Oggetti d’arte tra memoria ed oblio: 20 anni dopo la nascita di arte solidale.

“Abbiamo il diritto di chiedere dove vanno a finire le donazioni e il dovere di farlo nei confronti di chi vogliamo aiutare”

Valentina Furlanetto, “L’industria della carità”,
frase in evidenza a pagina 1 del libro, Edizioni chiare lettere, prima edizione gennaio 2013

“ Viceversa l’opera d’arte non ha utenti né consumo; dovrebbe avere veri amatori e intenditori d’arte, così come autentici mercanti, un mondo di favola oggi! … Posso dire che per me l’arte … appartenendo al mondo dello spirito, vive per sé stessa nel tempo. “

Virio Bresciani, sue riflessioni in presentazione della sua personale
“Il drammatico senso della natura in Virio Bresciani” – Corsico (MI), settembre 1990

Le due citazioni qui sopra possono apparire in effetti molto slegate, ma non ritengo lo siano, al contrario, ci sono buone ragioni per accostarle.

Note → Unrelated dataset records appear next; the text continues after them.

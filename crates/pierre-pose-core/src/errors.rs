// ABOUTME: Error taxonomy for pose-based form analysis
// ABOUTME: Stable error codes plus the recoverable analysis errors surfaced to callers
//
// SPDX-License-Identifier: MIT OR Apache-2.0
// Copyright (c) 2025 Pierre Fitness Intelligence

//! # Form Analysis Error Types
//!
//! - `ErrorCode` - stable, serializable codes for every failure category
//! - `AnalysisError` - errors raised by analyzers and the coordinator
//!
//! Degenerate geometry has no variant: GeometryKit returns a neutral value
//! instead of failing.

use serde::{Deserialize, Serialize};
use thiserror::Error;

use crate::models::LandmarkId;

/// Standard error codes used throughout form analysis
#[derive(Debug, Clone, Copy, PartialEq, Eq, Hash, Serialize, Deserialize)]
pub enum ErrorCode {
    // Validation (3000-3999)
    /// Malformed caller input
    #[serde(rename = "INVALID_INPUT")]
    InvalidInput = 3000,
    /// Numeric value outside its valid range
    #[serde(rename = "VALUE_OUT_OF_RANGE")]
    ValueOutOfRange = 3003,

    // Analysis (4000-4999)
    /// Exercise name not in the catalogue
    #[serde(rename = "INVALID_EXERCISE_KIND")]
    InvalidExerciseKind = 4000,
    /// Required joints below the visibility threshold
    #[serde(rename = "INSUFFICIENT_VISIBILITY")]
    InsufficientVisibility = 4001,

    // Configuration (6000-6999)
    /// Configuration failed validation
    #[serde(rename = "CONFIG_INVALID")]
    ConfigInvalid = 6002,

    // Internal (9000-9999)
    /// Failed to encode or decode data
    #[serde(rename = "SERIALIZATION_ERROR")]
    SerializationError = 9003,
}

impl ErrorCode {
    /// Get a user-friendly description of this error
    #[must_use]
    pub const fn description(self) -> &'static str {
        match self {
            Self::InvalidInput => "The provided input is invalid",
            Self::ValueOutOfRange => "A value is outside its allowed range",
            Self::InvalidExerciseKind => "The requested exercise is not supported",
            Self::InsufficientVisibility => {
                "Required body landmarks are not visible enough to analyze"
            }
            Self::ConfigInvalid => "The analysis configuration is invalid",
            Self::SerializationError => "Failed to serialize or deserialize data",
        }
    }

    /// Numeric code
    #[must_use]
    pub const fn code(self) -> u16 {
        self as u16
    }
}

/// Recoverable errors raised while analyzing frames or switching exercises
#[derive(Debug, Clone, PartialEq, Eq, Error)]
pub enum AnalysisError {
    /// Exercise name is not in the catalogue
    #[error("Unknown exercise '{name}'")]
    InvalidExerciseKind {
        /// Name exactly as supplied by the caller
        name: String,
    },
    /// Required joints are absent or below the visibility threshold
    #[error("Insufficient landmark visibility: {missing:?}")]
    InsufficientVisibility {
        /// Joints that failed the check
        missing: Vec<LandmarkId>,
    },
}

impl AnalysisError {
    /// Create an "invalid exercise kind" error
    #[must_use]
    pub fn invalid_exercise_kind(name: impl Into<String>) -> Self {
        Self::InvalidExerciseKind { name: name.into() }
    }

    /// Create an "insufficient visibility" error
    #[must_use]
    pub const fn insufficient_visibility(missing: Vec<LandmarkId>) -> Self {
        Self::InsufficientVisibility { missing }
    }

    /// Stable error code for this error
    #[must_use]
    pub const fn error_code(&self) -> ErrorCode {
        match self {
            Self::InvalidExerciseKind { .. } => ErrorCode::InvalidExerciseKind,
            Self::InsufficientVisibility { .. } => ErrorCode::InsufficientVisibility,
        }
    }
}

/// Result alias for analysis operations
pub type FormResult<T> = Result<T, AnalysisError>;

Così come si ha il diritto di sapere dove vadano a finire i soldi delle raccolte fondi, credo si abbia la curiosità di sapere dove vadano a finire certe opere d’arte, soprattutto oggi che – agli alti livelli, determinanti per il funzionamento del sistema mercato – il flusso di scambi di opere d’arte visiva è in gran parte sostenuto da speculazioni finanziarie, falsi e da trasferimenti di opere che restano chiuse in cavot di Banche e molto poco accessibili al pubblico.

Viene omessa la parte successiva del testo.